Given records:
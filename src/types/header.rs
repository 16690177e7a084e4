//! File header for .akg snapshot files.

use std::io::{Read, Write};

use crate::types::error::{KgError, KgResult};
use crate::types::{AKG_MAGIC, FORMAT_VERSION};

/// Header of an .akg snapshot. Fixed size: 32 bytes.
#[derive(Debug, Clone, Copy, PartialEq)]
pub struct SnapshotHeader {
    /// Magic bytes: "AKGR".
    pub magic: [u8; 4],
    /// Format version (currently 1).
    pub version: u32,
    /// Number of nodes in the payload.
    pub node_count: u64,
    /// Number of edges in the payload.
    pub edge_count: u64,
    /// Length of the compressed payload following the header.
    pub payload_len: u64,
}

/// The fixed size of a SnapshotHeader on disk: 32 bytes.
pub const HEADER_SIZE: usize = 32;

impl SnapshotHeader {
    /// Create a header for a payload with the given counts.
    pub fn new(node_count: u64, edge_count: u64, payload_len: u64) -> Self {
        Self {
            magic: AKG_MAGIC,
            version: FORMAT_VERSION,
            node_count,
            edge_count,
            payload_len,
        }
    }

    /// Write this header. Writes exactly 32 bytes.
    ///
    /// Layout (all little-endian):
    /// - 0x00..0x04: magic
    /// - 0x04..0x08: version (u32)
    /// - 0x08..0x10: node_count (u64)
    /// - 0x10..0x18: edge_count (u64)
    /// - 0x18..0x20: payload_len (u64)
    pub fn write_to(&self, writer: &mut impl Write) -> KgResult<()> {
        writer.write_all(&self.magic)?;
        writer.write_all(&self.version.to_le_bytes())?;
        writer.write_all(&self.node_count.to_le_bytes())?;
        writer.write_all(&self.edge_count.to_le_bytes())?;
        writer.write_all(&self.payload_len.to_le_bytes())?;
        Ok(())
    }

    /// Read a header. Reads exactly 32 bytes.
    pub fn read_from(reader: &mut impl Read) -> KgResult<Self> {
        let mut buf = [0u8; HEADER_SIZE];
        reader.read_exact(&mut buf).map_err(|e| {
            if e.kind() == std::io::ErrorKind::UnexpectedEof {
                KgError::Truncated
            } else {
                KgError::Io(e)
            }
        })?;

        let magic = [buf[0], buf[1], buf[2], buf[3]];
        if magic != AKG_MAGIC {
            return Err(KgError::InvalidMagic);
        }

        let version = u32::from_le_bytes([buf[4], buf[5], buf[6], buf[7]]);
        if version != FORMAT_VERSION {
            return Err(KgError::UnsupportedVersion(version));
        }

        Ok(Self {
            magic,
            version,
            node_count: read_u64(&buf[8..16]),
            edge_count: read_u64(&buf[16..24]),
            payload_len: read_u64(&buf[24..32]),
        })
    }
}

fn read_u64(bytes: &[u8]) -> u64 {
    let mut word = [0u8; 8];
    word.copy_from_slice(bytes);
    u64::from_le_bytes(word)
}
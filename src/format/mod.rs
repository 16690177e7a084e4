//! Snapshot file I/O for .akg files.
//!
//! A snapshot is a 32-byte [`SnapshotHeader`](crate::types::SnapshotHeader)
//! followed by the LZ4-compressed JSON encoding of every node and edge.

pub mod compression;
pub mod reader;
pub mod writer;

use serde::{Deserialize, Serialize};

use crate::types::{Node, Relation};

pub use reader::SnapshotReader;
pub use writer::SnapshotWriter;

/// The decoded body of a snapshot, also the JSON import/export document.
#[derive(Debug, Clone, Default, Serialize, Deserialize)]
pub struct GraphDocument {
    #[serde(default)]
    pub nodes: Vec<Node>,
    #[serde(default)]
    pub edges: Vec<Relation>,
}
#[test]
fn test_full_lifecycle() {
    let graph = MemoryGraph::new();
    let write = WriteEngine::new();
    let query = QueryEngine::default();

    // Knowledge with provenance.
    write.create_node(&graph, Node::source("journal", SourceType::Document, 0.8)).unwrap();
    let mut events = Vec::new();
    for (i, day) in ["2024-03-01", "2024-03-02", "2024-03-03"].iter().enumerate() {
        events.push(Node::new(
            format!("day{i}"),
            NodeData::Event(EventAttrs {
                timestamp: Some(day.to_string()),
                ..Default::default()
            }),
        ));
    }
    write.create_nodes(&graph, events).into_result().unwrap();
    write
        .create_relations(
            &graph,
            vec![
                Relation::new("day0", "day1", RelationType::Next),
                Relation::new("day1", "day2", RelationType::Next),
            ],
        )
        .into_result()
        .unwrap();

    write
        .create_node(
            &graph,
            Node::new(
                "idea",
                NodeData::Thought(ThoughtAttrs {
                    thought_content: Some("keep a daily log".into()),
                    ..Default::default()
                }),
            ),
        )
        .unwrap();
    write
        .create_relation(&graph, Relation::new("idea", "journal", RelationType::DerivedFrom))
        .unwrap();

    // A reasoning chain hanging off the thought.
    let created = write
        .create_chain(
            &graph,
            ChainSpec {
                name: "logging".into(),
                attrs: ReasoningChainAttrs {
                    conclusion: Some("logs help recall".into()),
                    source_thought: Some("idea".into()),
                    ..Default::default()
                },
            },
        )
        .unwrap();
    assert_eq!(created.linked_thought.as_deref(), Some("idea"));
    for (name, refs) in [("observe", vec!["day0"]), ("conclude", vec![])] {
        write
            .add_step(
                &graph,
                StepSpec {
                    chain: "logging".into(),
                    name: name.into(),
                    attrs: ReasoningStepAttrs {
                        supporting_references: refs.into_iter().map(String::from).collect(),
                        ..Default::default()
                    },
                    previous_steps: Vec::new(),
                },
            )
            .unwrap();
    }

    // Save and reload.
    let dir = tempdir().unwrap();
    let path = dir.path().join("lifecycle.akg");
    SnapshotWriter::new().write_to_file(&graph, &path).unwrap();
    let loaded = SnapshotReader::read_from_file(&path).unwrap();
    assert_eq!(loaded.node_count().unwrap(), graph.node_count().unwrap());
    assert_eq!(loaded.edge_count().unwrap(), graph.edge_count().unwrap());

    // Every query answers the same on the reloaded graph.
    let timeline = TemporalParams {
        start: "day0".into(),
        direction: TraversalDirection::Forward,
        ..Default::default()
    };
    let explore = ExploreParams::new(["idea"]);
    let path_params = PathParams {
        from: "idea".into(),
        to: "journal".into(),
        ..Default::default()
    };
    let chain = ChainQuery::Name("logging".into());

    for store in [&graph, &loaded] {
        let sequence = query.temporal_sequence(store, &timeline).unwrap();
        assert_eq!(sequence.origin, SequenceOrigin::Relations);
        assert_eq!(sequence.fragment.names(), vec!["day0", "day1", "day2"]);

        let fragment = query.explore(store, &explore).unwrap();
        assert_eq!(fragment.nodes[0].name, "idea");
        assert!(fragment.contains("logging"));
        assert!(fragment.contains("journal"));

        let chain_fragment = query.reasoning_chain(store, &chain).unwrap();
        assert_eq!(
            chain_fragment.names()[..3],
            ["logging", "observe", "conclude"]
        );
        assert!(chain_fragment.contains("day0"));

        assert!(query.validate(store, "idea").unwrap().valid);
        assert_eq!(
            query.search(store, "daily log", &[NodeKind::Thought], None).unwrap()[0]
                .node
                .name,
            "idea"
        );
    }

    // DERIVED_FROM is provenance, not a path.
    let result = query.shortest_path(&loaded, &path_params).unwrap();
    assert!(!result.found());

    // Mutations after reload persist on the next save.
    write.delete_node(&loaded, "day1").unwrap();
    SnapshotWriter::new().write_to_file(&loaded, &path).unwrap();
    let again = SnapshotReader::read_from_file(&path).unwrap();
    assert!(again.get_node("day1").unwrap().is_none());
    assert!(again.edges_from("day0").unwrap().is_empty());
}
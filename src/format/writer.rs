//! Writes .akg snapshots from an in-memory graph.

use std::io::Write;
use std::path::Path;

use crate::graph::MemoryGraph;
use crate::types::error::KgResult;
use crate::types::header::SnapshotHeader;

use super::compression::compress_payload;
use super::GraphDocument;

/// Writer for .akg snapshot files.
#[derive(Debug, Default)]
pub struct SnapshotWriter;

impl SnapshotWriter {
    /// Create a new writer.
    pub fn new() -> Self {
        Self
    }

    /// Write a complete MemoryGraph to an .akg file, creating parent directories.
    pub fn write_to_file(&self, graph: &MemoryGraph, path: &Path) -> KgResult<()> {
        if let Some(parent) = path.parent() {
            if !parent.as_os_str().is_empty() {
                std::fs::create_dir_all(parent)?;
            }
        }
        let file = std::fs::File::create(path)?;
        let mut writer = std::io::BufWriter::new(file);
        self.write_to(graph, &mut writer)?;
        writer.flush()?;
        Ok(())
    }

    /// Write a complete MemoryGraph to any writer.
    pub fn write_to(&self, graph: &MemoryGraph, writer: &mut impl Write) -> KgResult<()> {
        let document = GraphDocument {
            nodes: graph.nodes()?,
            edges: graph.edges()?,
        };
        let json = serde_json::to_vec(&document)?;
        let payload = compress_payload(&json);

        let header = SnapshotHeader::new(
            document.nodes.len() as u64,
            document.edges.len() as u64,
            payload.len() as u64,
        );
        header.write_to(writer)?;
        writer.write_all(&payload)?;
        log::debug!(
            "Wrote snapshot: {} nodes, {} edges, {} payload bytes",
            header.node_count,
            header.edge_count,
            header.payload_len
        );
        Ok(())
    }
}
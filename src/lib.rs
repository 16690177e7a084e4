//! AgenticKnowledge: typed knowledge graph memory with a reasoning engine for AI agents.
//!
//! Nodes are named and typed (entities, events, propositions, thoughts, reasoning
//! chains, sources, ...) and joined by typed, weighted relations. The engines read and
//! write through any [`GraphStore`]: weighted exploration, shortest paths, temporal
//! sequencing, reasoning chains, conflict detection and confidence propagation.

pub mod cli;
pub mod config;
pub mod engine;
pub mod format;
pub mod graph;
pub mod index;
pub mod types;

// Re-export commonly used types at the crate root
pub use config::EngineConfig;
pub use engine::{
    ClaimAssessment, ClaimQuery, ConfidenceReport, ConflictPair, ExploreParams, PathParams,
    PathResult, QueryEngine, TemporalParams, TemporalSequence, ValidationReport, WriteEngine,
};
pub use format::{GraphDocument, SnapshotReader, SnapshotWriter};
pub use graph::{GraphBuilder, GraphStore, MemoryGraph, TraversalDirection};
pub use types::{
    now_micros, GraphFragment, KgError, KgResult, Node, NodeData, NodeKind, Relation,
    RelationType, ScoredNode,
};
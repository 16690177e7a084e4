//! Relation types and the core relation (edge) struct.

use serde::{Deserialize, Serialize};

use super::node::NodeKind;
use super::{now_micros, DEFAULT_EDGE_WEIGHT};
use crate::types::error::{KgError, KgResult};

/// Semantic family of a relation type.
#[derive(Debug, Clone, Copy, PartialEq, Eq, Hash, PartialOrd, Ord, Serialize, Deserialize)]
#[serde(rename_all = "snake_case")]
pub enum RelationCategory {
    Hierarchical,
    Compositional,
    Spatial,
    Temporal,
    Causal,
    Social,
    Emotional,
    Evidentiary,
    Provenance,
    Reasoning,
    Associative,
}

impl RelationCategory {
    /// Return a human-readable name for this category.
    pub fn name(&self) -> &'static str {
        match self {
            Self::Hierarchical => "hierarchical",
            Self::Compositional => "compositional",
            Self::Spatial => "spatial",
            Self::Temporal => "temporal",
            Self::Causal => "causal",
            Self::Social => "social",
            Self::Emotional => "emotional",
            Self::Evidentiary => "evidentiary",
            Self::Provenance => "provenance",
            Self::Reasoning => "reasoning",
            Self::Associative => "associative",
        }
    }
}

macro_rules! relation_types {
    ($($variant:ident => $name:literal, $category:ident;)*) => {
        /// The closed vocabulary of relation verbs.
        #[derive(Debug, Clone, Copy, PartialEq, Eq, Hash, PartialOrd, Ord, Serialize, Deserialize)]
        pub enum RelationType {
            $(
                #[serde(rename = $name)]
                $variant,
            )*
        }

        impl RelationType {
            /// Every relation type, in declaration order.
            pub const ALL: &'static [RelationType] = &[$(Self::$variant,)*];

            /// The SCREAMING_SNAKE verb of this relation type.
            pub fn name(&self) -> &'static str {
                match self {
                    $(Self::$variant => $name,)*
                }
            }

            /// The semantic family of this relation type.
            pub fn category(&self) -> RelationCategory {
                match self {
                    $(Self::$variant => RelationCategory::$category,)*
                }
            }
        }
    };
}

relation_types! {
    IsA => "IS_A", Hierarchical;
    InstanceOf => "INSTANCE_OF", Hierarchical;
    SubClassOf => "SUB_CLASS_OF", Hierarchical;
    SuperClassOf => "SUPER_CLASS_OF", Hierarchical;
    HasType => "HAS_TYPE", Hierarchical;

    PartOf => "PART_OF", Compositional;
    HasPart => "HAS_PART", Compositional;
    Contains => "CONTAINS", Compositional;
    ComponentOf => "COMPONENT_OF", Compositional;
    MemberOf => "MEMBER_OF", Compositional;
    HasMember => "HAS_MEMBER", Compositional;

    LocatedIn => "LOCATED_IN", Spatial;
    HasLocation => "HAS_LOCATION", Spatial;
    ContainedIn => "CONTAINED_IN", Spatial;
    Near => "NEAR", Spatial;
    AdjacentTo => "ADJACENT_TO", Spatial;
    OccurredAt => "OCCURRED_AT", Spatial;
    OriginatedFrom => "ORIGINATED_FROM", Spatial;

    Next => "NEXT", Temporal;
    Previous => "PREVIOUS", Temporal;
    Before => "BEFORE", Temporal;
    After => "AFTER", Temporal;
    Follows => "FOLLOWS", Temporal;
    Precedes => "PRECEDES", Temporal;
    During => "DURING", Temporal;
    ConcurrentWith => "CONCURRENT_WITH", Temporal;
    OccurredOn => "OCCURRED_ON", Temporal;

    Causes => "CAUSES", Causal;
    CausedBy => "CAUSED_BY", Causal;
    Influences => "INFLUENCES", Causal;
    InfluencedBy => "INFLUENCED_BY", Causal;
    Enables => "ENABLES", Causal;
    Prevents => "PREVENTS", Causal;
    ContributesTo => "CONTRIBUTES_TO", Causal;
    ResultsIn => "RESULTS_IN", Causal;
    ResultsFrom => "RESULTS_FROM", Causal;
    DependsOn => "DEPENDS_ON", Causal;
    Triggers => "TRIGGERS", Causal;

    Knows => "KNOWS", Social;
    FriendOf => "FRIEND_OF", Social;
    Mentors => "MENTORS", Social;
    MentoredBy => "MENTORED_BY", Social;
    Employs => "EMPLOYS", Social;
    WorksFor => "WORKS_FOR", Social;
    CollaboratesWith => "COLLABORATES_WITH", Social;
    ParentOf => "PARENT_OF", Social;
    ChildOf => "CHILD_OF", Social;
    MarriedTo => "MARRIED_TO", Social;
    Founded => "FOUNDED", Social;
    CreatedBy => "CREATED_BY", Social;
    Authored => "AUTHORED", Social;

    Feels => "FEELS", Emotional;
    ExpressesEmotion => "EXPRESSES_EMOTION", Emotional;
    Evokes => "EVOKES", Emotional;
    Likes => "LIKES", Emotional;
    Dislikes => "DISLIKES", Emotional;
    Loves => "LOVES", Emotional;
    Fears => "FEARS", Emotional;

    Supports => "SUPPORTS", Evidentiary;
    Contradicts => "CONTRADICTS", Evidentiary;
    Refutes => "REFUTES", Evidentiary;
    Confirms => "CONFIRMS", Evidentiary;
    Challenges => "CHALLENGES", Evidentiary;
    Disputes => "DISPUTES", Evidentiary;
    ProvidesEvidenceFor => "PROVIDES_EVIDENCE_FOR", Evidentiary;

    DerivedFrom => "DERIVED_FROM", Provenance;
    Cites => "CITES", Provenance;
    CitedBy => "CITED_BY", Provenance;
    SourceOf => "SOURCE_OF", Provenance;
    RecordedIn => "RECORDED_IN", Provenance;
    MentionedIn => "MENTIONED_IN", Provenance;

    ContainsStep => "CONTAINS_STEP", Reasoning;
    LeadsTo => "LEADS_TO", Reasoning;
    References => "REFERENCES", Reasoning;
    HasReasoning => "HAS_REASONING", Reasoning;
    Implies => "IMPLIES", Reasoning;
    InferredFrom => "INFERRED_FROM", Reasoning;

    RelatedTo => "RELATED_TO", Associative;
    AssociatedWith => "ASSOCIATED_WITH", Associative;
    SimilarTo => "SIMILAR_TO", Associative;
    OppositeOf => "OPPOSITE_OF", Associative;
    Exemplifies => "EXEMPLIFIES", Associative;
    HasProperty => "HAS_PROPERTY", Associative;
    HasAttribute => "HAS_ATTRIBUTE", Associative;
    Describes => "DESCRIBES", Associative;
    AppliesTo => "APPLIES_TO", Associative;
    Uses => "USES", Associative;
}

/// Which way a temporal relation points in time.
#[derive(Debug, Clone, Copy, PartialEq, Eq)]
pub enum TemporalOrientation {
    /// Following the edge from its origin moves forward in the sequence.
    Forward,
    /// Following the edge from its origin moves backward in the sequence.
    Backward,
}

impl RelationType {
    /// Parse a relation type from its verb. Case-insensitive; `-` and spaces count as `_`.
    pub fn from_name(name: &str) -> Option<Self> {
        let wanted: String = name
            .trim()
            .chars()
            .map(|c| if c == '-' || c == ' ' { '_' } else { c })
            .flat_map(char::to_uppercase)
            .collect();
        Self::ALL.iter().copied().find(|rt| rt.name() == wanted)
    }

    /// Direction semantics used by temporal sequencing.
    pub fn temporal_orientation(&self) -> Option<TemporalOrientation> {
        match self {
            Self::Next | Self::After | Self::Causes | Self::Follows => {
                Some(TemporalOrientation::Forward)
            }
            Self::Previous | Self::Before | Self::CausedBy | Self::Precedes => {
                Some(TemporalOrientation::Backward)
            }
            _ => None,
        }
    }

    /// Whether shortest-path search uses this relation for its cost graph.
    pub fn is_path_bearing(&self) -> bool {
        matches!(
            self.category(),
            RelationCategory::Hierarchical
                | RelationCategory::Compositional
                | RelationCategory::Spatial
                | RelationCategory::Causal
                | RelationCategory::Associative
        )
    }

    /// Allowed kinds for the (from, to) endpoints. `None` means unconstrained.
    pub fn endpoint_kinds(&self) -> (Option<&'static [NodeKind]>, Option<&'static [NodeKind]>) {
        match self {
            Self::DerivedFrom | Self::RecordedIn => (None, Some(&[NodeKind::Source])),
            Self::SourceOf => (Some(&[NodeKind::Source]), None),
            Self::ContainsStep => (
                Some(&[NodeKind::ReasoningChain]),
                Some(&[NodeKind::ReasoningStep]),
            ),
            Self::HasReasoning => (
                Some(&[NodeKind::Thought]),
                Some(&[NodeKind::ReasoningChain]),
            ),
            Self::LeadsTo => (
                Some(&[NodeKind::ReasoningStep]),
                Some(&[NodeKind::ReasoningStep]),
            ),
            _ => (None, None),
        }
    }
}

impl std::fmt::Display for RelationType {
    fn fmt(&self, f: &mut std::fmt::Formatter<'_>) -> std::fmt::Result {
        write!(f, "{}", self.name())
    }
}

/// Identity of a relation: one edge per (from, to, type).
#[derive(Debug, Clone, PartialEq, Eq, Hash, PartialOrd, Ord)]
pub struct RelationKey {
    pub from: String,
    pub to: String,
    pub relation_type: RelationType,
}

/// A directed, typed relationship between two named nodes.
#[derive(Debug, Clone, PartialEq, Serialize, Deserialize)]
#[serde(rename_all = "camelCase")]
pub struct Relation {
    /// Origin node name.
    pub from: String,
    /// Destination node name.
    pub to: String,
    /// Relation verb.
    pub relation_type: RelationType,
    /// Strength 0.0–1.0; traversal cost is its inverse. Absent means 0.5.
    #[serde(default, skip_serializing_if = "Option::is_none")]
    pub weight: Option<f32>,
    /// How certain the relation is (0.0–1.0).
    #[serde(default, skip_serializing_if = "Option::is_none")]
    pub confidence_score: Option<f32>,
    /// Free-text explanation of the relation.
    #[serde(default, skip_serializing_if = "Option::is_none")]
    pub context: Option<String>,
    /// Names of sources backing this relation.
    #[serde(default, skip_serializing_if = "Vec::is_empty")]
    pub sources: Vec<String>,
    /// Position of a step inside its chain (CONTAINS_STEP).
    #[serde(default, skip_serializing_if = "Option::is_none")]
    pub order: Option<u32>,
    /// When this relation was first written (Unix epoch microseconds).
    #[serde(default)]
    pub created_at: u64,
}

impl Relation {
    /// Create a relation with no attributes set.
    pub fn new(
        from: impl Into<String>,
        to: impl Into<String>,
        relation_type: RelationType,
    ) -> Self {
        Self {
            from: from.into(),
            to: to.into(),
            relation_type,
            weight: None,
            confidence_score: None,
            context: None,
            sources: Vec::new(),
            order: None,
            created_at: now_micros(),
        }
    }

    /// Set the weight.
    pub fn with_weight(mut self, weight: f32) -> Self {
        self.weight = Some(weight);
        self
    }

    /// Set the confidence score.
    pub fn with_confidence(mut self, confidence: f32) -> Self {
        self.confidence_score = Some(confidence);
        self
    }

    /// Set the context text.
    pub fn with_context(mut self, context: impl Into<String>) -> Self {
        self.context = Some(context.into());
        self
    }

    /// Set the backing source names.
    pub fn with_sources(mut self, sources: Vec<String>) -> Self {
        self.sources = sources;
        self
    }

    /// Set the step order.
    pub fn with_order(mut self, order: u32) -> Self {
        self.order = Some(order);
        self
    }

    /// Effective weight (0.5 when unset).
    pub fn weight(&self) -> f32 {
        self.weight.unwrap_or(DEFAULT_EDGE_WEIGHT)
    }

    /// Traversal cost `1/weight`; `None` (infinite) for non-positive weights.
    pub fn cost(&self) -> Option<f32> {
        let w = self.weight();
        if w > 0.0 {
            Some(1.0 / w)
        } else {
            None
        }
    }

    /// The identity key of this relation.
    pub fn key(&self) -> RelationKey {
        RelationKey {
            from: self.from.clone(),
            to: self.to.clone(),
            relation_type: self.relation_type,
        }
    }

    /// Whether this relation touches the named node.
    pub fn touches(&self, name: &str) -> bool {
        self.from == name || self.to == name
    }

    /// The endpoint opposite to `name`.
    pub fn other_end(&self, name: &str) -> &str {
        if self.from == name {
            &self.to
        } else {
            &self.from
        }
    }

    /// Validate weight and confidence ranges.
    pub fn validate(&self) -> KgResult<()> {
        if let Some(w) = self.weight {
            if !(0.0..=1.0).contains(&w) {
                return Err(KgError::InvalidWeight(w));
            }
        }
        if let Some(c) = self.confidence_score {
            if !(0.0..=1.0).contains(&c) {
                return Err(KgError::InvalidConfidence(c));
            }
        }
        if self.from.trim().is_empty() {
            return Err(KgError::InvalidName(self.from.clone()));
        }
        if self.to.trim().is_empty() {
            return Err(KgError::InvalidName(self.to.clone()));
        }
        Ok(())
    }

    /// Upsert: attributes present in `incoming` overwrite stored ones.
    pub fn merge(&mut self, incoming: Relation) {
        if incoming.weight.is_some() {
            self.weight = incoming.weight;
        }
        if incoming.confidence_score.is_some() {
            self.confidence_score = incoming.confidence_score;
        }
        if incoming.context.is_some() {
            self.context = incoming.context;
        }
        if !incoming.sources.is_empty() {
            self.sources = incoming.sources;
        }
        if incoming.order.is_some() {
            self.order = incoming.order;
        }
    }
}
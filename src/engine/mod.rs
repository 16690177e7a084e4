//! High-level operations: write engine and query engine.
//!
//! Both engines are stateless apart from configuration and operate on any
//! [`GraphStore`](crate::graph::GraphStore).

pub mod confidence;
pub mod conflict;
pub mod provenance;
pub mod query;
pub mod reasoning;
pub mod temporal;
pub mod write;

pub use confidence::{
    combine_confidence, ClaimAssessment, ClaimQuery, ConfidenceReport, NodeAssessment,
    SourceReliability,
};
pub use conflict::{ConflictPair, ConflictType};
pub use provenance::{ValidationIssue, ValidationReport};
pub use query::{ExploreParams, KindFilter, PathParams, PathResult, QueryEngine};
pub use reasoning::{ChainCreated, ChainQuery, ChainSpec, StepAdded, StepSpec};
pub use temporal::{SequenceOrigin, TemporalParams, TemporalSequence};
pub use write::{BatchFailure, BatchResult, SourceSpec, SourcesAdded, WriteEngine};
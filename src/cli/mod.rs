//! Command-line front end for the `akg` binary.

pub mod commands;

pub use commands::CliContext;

The problem: Only lines with the word "again" go in the answer. Take them all from the entries above.

Task solution:
    let again = SnapshotReader::read_from_file(&path).unwrap();
    assert!(again.get_node("day1").unwrap().is_none());
    assert!(again.edges_from("day0").unwrap().is_empty());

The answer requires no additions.